◆ TASK OBJECTIVE:
Quote the entries below from the line with "pub fn thresholds(&self)" through the line with "secondary peaks must", both ends included, and only those lines.

::: AVAILABLE RECORDS

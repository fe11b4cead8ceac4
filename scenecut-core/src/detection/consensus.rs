// ============================================================================
// scenecut-core/src/detection/consensus.rs
// ============================================================================
//
// CONSENSUS SUB-SEGMENTATION: Find cuts missed inside a coarse scene
//
// Two independently computed signals are consulted over the same range: an
// adaptive content-change ratio (primary) and a perceptual-hash distance
// (secondary). Each proposes raw candidate cuts on its own; a candidate is
// accepted only when
//
//     adaptive >= adaptive_threshold AND hash >= hash_threshold   (consensus)
//     OR adaptive >= screamer_threshold                          (screamer)
//
// An empty result means "no sub-scenes", not failure.

use std::collections::BTreeMap;

use log::debug;
use serde::{Deserialize, Serialize};

use super::peaks::find_peaks;
use super::types::SceneRange;
use crate::error::{CoreResult, invalid};
use crate::series::ContentChangeSeries;

/// Default adaptive ratio required for a consensus cut.
pub const DEFAULT_ADAPTIVE_THRESHOLD: f64 = 7.0;

/// Default adaptive ratio that is accepted without hash agreement.
pub const DEFAULT_SCREAMER_THRESHOLD: f64 = 13.0;

/// Default normalized hash distance required for a consensus cut.
pub const DEFAULT_HASH_THRESHOLD: f64 = 0.4;

/// Default adaptive ratio a peak needs to be proposed as a candidate at all.
pub const DEFAULT_ADAPTIVE_CANDIDATE_FLOOR: f64 = 3.0;

/// Acceptance thresholds for the consensus pass.
///
/// These values are empirical defaults and worth tuning against labelled
/// footage.
#[derive(Debug, Clone, Copy, PartialEq, Serialize, Deserialize)]
#[serde(rename_all = "camelCase")]
pub struct ConsensusThresholds {
    pub adaptive: f64,
    pub screamer: f64,
    pub hash: f64,
    pub candidate_floor: f64,
}

impl Default for ConsensusThresholds {
    fn default() -> Self {
        Self {
            adaptive: DEFAULT_ADAPTIVE_THRESHOLD,
            screamer: DEFAULT_SCREAMER_THRESHOLD,
            hash: DEFAULT_HASH_THRESHOLD,
            candidate_floor: DEFAULT_ADAPTIVE_CANDIDATE_FLOOR,
        }
    }
}

impl ConsensusThresholds {
    pub fn validate(&self) -> CoreResult<()> {
        for (name, value) in [
            ("adaptive threshold", self.adaptive),
            ("screamer threshold", self.screamer),
            ("hash threshold", self.hash),
            ("candidate floor", self.candidate_floor),
        ] {
            if !(value.is_finite() && value >= 0.0) {
                return Err(invalid(format!("{name} must be non-negative, got {value}")));
            }
        }
        Ok(())
    }

    /// Decides one candidate cut from its two signal values.
    ///
    /// A missing value fails every test that needs it.
    pub fn judge(&self, adaptive: Option<f64>, hash: Option<f64>) -> CutVerdict {
        let Some(adaptive) = adaptive else {
            return CutVerdict::Rejected;
        };
        if adaptive >= self.screamer {
            return CutVerdict::Screamer;
        }
        match hash {
            Some(hash) if adaptive >= self.adaptive && hash >= self.hash => CutVerdict::Consensus,
            _ => CutVerdict::Rejected,
        }
    }
}

/// Why a candidate cut was or was not accepted.
#[derive(Debug, Clone, Copy, PartialEq, Eq, Serialize)]
#[serde(rename_all = "lowercase")]
pub enum CutVerdict {
    Consensus,
    Screamer,
    Rejected,
}

impl CutVerdict {
    pub fn is_accepted(self) -> bool {
        !matches!(self, CutVerdict::Rejected)
    }
}

/// Raw cut proposed by one of the two detectors.
#[derive(Debug, Clone, Copy, PartialEq)]
pub struct RawCandidate {
    pub frame_index: u64,
    pub timestamp_seconds: f64,
}

/// Re-detects finer cuts inside a coarse range using two signals.
#[derive(Debug, Clone, Copy, PartialEq, Default)]
pub struct ConsensusSubSegmenter {
    thresholds: ConsensusThresholds,
}

impl ConsensusSubSegmenter {
    pub fn new(thresholds: ConsensusThresholds) -> CoreResult<Self> {
        thresholds.validate()?;
        Ok(Self { thresholds })
    }

    pub fn thresholds(&self) -> &ConsensusThresholds {
        &self.thresholds
    }

    /// Union of both detectors' peaks strictly inside `(range_start, range_end)`, by frame.
    ///
    /// Primary peaks must reach the candidate floor; secondary peaks must
    /// reach the hash threshold.
    pub fn raw_candidates(
        &self,
        range_start: f64,
        range_end: f64,
        primary: &ContentChangeSeries,
        secondary: &ContentChangeSeries,
    ) -> Vec<RawCandidate> {
        let mut by_frame: BTreeMap<u64, f64> = BTreeMap::new();
        for (series, floor) in [
            (primary, self.thresholds.candidate_floor),
            (secondary, self.thresholds.hash),
        ] {
            let points = series.points();
            for i in find_peaks(&series.scores(), floor, 1) {
                let point = &points[i];
                if point.timestamp_seconds > range_start && point.timestamp_seconds < range_end {
                    by_frame
                        .entry(point.frame_index)
                        .or_insert(point.timestamp_seconds);
                }
            }
        }
        by_frame
            .into_iter()
            .map(|(frame_index, timestamp_seconds)| RawCandidate {
                frame_index,
                timestamp_seconds,
            })
            .collect()
    }

    /// Splits `[range_start, range_end]` at the cuts both signals agree on.
    ///
    /// # Arguments
    ///
    /// * `range_start`, `range_end` - The coarse scene, in seconds
    /// * `primary` - Adaptive content-change ratios, indexed by frame
    /// * `secondary` - Perceptual-hash distances, indexed by frame
    ///
    /// # Returns
    ///
    /// * `Ok(Vec<SceneRange>)` - Sub-scenes covering the whole range, or empty when
    ///   no candidate was accepted
    /// * `Err(CoreError::InvalidParameter)` - The range is negative or inverted
    pub fn find_sub_scenes(
        &self,
        range_start: f64,
        range_end: f64,
        primary: &ContentChangeSeries,
        secondary: &ContentChangeSeries,
    ) -> CoreResult<Vec<SceneRange>> {
        // Validates the bounds before any scanning.
        SceneRange::new(range_start, range_end)?;

        let candidates = self.raw_candidates(range_start, range_end, primary, secondary);
        // The range start is an implicit boundary; one more is needed to split anything.
        if candidates.is_empty() {
            debug!("No raw cuts in [{range_start:.3}, {range_end:.3}], nothing to split");
            return Ok(Vec::new());
        }

        let mut ranges = Vec::new();
        let mut current_start = range_start;
        for candidate in candidates {
            let adaptive = primary.score_at_frame(candidate.frame_index);
            let hash = secondary.score_at_frame(candidate.frame_index);
            let verdict = self.thresholds.judge(adaptive, hash);
            debug!(
                "Candidate frame {} at {:.3}s: adaptive={adaptive:?} hash={hash:?} -> {verdict:?}",
                candidate.frame_index, candidate.timestamp_seconds
            );
            if verdict.is_accepted() {
                ranges.push(SceneRange::new(current_start, candidate.timestamp_seconds)?);
                current_start = candidate.timestamp_seconds;
            }
        }

        if ranges.is_empty() {
            return Ok(ranges);
        }
        ranges.push(SceneRange::new(current_start, range_end)?);
        Ok(ranges)
    }
}

/// Runs the consensus pass with explicit thresholds.
pub fn find_sub_scenes(
    range_start: f64,
    range_end: f64,
    primary: &ContentChangeSeries,
    secondary: &ContentChangeSeries,
    thresholds: ConsensusThresholds,
) -> CoreResult<Vec<SceneRange>> {
    ConsensusSubSegmenter::new(thresholds)?.find_sub_scenes(range_start, range_end, primary, secondary)
}

#[cfg(test)]
mod tests {
    use super::*;
    use crate::error::CoreError;

    /// 100 frames at 10 fps, zero except the given frames.
    fn signal(spikes: &[(usize, f64)]) -> ContentChangeSeries {
        let mut scores = vec![0.0; 100];
        for &(frame, value) in spikes {
            scores[frame] = value;
        }
        ContentChangeSeries::from_scores(&scores, 10.0).unwrap()
    }

    fn bounds(ranges: &[SceneRange]) -> Vec<(f64, f64)> {
        ranges
            .iter()
            .map(|r| (r.start_seconds(), r.end_seconds()))
            .collect()
    }

    #[test]
    fn test_hash_alone_is_not_enough() {
        let primary = signal(&[(50, 6.0)]);
        let secondary = signal(&[(50, 0.9)]);
        let ranges = ConsensusSubSegmenter::default()
            .find_sub_scenes(0.0, 10.0, &primary, &secondary)
            .unwrap();
        assert!(ranges.is_empty());
    }

    #[test]
    fn test_screamer_overrides_missing_agreement() {
        let primary = signal(&[(50, 14.0)]);
        let secondary = signal(&[(50, 0.1)]);
        let ranges = ConsensusSubSegmenter::default()
            .find_sub_scenes(0.0, 10.0, &primary, &secondary)
            .unwrap();
        assert_eq!(bounds(&ranges), vec![(0.0, 5.0), (5.0, 10.0)]);
    }

    #[test]
    fn test_consensus_splits_on_agreement() {
        let primary = signal(&[(20, 8.0), (60, 9.0), (80, 4.0)]);
        let secondary = signal(&[(20, 0.5), (60, 0.45), (80, 0.9)]);
        let ranges = ConsensusSubSegmenter::default()
            .find_sub_scenes(0.0, 9.9, &primary, &secondary)
            .unwrap();
        assert_eq!(bounds(&ranges), vec![(0.0, 2.0), (2.0, 6.0), (6.0, 9.9)]);
    }

    #[test]
    fn test_candidates_outside_range_are_ignored() {
        let primary = signal(&[(10, 20.0), (90, 20.0)]);
        let secondary = signal(&[]);
        let ranges = ConsensusSubSegmenter::default()
            .find_sub_scenes(2.0, 8.0, &primary, &secondary)
            .unwrap();
        assert!(ranges.is_empty());
    }

    #[test]
    fn test_missing_metric_rejects_consensus() {
        // Secondary only covers the first half of the range.
        let primary = signal(&[(70, 9.0)]);
        let secondary = ContentChangeSeries::from_scores(&[0.0; 50], 10.0).unwrap();
        let ranges = ConsensusSubSegmenter::default()
            .find_sub_scenes(0.0, 10.0, &primary, &secondary)
            .unwrap();
        assert!(ranges.is_empty());
    }

    #[test]
    fn test_raw_candidates_merge_by_frame() {
        let primary = signal(&[(30, 5.0), (40, 2.0)]);
        let secondary = signal(&[(30, 0.6), (55, 0.7)]);
        let frames: Vec<u64> = ConsensusSubSegmenter::default()
            .raw_candidates(0.0, 10.0, &primary, &secondary)
            .iter()
            .map(|c| c.frame_index)
            .collect();
        // Frame 40 is below the candidate floor.
        assert_eq!(frames, vec![30, 55]);
    }

    #[test]
    fn test_invalid_range_fails_fast() {
        let primary = signal(&[]);
        let secondary = signal(&[]);
        let segmenter = ConsensusSubSegmenter::default();
        assert!(matches!(
            segmenter.find_sub_scenes(5.0, 5.0, &primary, &secondary),
            Err(CoreError::InvalidParameter(_))
        ));
        assert!(segmenter.find_sub_scenes(-1.0, 5.0, &primary, &secondary).is_err());
    }

    #[test]
    fn test_judge() {
        let t = ConsensusThresholds::default();
        assert_eq!(t.judge(Some(7.0), Some(0.4)), CutVerdict::Consensus);
        assert_eq!(t.judge(Some(13.0), None), CutVerdict::Screamer);
        assert_eq!(t.judge(Some(12.9), Some(0.39)), CutVerdict::Rejected);
        assert_eq!(t.judge(None, Some(1.0)), CutVerdict::Rejected);
    }
}
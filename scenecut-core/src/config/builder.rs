// ============================================================================
// scenecut-core/src/config/builder.rs
// ============================================================================
//
// CONFIGURATION BUILDER: Builder Pattern for CoreConfig
//
// Fluent API for assembling a CoreConfig. Every setter returns Self; `build`
// runs the same validation as `CoreConfig::validate` so a builder can never
// hand out a configuration the components would reject.

// ---- Internal crate imports ----
use super::{CoreConfig, ThresholdMode};
use crate::detection::consensus::ConsensusThresholds;
use crate::error::CoreResult;
use crate::export::ExportMode;

/// Builder for creating CoreConfig instances.
///
/// # Examples
///
/// ```rust
/// use scenecut_core::config::CoreConfigBuilder;
///
/// let config = CoreConfigBuilder::new()
///     .min_scene_ms(1500)
///     .adaptive_threshold(6.5)
///     .hash_threshold(0.35)
///     .build()
///     .unwrap();
/// assert_eq!(config.min_scene_seconds, 1.5);
/// ```
#[derive(Debug, Clone, Default)]
pub struct CoreConfigBuilder {
    config: CoreConfig,
}

impl CoreConfigBuilder {
    /// Creates a new CoreConfigBuilder with default values.
    pub fn new() -> Self {
        Self::default()
    }

    /// Starts from an existing configuration, e.g. one read from the environment.
    pub fn from_config(config: CoreConfig) -> Self {
        Self { config }
    }

    /// Sets the minimum scene duration in seconds.
    ///
    /// # Arguments
    ///
    /// * `seconds` - Scenes shorter than this are dropped
    ///
    /// # Returns
    ///
    /// * Self for method chaining
    pub fn min_scene_seconds(mut self, seconds: f64) -> Self {
        self.config.min_scene_seconds = seconds;
        self
    }

    /// Sets the minimum scene duration in milliseconds.
    pub fn min_scene_ms(mut self, millis: u64) -> Self {
        self.config.min_scene_seconds = millis as f64 / 1000.0;
        self
    }

    /// Sets the cut threshold mode.
    ///
    /// # Arguments
    ///
    /// * `threshold` - `ThresholdMode::Auto` or a fixed value
    ///
    /// # Returns
    ///
    /// * Self for method chaining
    pub fn threshold(mut self, threshold: ThresholdMode) -> Self {
        self.config.threshold = threshold;
        self
    }

    /// Replaces the percentile candidates tried by the threshold selector.
    pub fn percentile_candidates(mut self, percentiles: Vec<f64>) -> Self {
        self.config.percentile_candidates = percentiles;
        self
    }

    /// Sets the refinement search radius in seconds.
    ///
    /// # Arguments
    ///
    /// * `radius` - Half-width of the window around each approximate boundary
    ///
    /// # Returns
    ///
    /// * Self for method chaining
    pub fn radius_seconds(mut self, radius: f64) -> Self {
        self.config.radius_seconds = radius;
        self
    }

    /// Sets the adaptive-ratio threshold required for a consensus cut.
    pub fn adaptive_threshold(mut self, value: f64) -> Self {
        self.config.consensus.adaptive = value;
        self
    }

    /// Sets the adaptive-ratio level that accepts a cut on its own.
    pub fn screamer_threshold(mut self, value: f64) -> Self {
        self.config.consensus.screamer = value;
        self
    }

    /// Sets the hash-distance threshold required for a consensus cut.
    pub fn hash_threshold(mut self, value: f64) -> Self {
        self.config.consensus.hash = value;
        self
    }

    /// Replaces all consensus thresholds at once.
    pub fn consensus(mut self, thresholds: ConsensusThresholds) -> Self {
        self.config.consensus = thresholds;
        self
    }

    /// Sets the export mode.
    ///
    /// # Arguments
    ///
    /// * `mode` - `ExportMode::Fast` snaps to keyframes, `ExportMode::Precise` does not
    ///
    /// # Returns
    ///
    /// * Self for method chaining
    pub fn export_mode(mut self, mode: ExportMode) -> Self {
        self.config.export_mode = mode;
        self
    }

    pub fn min_export_seconds(mut self, seconds: f64) -> Self {
        self.config.min_export_seconds = seconds;
        self
    }

    pub fn fallback_frame_rate(mut self, fps: f64) -> Self {
        self.config.fallback_frame_rate = fps;
        self
    }

    pub fn analysis_width(mut self, width: u32) -> Self {
        self.config.analysis_width = width;
        self
    }

    /// Validates and returns the configuration.
    ///
    /// # Returns
    ///
    /// * `Ok(CoreConfig)` - The assembled configuration
    /// * `Err(CoreError::InvalidParameter)` - A value is out of range
    pub fn build(self) -> CoreResult<CoreConfig> {
        self.config.validate()?;
        Ok(self.config)
    }
}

::::::

◆ SOLVED PROBLEM:
    pub fn thresholds(&self) -> &ConsensusThresholds {
        &self.thresholds
    }

    /// Union of both detectors' peaks strictly inside `(range_start, range_end)`, by frame.
    ///
    /// Primary peaks must reach the candidate floor; secondary peaks must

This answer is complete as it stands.